- PROBLEM REQUIREMENTS: Determine how many lines below hold the string "client". Reply with the number alone.

*** Opening of WORKING DATA ***

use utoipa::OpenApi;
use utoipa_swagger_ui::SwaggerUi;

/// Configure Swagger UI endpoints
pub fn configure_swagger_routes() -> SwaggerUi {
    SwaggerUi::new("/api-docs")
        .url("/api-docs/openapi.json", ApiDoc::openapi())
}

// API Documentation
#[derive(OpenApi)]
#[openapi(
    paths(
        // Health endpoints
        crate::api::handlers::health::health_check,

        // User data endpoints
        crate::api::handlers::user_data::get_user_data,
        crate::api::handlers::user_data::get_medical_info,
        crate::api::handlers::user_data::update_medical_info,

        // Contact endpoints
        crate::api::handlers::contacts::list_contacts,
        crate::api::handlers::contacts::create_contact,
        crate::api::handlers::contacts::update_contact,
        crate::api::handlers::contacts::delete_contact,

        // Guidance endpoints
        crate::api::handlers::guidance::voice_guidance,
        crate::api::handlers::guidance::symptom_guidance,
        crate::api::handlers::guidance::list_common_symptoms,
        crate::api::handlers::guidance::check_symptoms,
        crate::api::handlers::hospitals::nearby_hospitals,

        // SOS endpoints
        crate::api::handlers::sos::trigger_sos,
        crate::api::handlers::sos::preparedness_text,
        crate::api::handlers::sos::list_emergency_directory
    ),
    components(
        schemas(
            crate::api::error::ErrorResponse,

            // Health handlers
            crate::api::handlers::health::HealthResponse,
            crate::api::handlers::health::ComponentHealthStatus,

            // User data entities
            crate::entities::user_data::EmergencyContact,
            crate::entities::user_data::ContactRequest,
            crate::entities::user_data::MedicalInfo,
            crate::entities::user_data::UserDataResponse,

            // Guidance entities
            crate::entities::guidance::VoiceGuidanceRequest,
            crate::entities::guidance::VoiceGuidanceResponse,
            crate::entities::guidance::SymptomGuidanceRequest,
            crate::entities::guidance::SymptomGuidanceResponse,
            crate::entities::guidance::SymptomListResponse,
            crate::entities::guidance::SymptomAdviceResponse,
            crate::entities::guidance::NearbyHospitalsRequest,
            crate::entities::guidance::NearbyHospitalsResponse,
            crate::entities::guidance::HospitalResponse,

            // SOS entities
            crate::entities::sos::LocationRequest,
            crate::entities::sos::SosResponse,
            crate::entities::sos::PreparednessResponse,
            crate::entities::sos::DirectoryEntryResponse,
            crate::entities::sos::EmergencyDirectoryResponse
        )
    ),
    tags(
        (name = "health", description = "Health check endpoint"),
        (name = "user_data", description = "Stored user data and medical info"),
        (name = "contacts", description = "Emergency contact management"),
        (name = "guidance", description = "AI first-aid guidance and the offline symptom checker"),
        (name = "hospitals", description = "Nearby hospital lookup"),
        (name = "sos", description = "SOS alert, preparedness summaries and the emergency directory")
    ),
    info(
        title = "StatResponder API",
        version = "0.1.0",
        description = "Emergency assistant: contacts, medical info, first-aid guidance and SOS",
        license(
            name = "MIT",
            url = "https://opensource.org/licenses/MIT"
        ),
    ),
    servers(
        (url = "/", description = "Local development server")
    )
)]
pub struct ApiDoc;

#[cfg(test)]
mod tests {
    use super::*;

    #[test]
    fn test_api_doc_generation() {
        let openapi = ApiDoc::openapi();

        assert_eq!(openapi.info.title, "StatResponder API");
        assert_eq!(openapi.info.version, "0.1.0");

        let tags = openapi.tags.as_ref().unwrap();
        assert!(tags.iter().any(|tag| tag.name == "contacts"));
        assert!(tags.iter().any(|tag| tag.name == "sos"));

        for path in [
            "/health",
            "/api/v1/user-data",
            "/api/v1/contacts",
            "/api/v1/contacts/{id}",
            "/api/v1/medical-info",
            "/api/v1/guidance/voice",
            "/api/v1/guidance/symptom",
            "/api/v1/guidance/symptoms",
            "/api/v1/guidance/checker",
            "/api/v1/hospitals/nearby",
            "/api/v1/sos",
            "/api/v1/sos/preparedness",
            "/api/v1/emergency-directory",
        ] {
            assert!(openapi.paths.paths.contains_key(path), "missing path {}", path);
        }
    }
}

*** Close of WORKING DATA ***
*** Opening of WORKING DATA ***

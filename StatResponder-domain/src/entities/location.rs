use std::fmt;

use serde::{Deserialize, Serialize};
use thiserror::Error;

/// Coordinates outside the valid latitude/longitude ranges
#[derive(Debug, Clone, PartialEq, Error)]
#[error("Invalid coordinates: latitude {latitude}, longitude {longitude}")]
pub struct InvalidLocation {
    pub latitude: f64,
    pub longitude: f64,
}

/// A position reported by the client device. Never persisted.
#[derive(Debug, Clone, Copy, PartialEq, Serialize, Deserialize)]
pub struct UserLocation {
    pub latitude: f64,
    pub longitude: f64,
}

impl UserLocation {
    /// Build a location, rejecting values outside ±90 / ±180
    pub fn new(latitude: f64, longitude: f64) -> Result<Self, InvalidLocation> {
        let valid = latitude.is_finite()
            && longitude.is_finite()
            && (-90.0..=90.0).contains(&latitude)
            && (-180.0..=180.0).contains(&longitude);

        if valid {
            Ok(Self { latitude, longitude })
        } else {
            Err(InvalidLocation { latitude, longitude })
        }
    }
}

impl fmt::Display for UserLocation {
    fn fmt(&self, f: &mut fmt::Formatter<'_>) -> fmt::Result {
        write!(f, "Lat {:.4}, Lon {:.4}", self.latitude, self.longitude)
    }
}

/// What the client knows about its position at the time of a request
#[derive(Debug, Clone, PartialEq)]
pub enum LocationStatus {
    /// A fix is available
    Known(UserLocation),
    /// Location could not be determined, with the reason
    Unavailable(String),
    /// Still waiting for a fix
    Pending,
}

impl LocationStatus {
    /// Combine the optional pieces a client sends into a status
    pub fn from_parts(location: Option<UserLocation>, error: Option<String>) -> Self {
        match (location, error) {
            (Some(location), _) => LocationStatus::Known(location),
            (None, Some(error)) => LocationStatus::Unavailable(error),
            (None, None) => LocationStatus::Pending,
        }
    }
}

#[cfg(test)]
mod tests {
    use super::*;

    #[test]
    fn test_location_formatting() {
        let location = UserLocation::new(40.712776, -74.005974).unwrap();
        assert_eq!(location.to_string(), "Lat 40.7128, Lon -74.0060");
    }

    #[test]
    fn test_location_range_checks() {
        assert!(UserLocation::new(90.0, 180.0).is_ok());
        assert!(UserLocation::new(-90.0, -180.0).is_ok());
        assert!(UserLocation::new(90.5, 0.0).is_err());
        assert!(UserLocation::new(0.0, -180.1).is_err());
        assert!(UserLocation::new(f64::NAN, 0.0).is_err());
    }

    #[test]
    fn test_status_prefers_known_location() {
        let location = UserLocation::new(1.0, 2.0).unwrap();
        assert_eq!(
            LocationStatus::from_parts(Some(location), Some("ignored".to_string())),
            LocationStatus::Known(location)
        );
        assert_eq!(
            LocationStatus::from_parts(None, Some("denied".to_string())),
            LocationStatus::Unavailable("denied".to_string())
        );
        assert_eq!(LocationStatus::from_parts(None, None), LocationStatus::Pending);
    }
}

*** Close of WORKING DATA ***

- REPLY: 3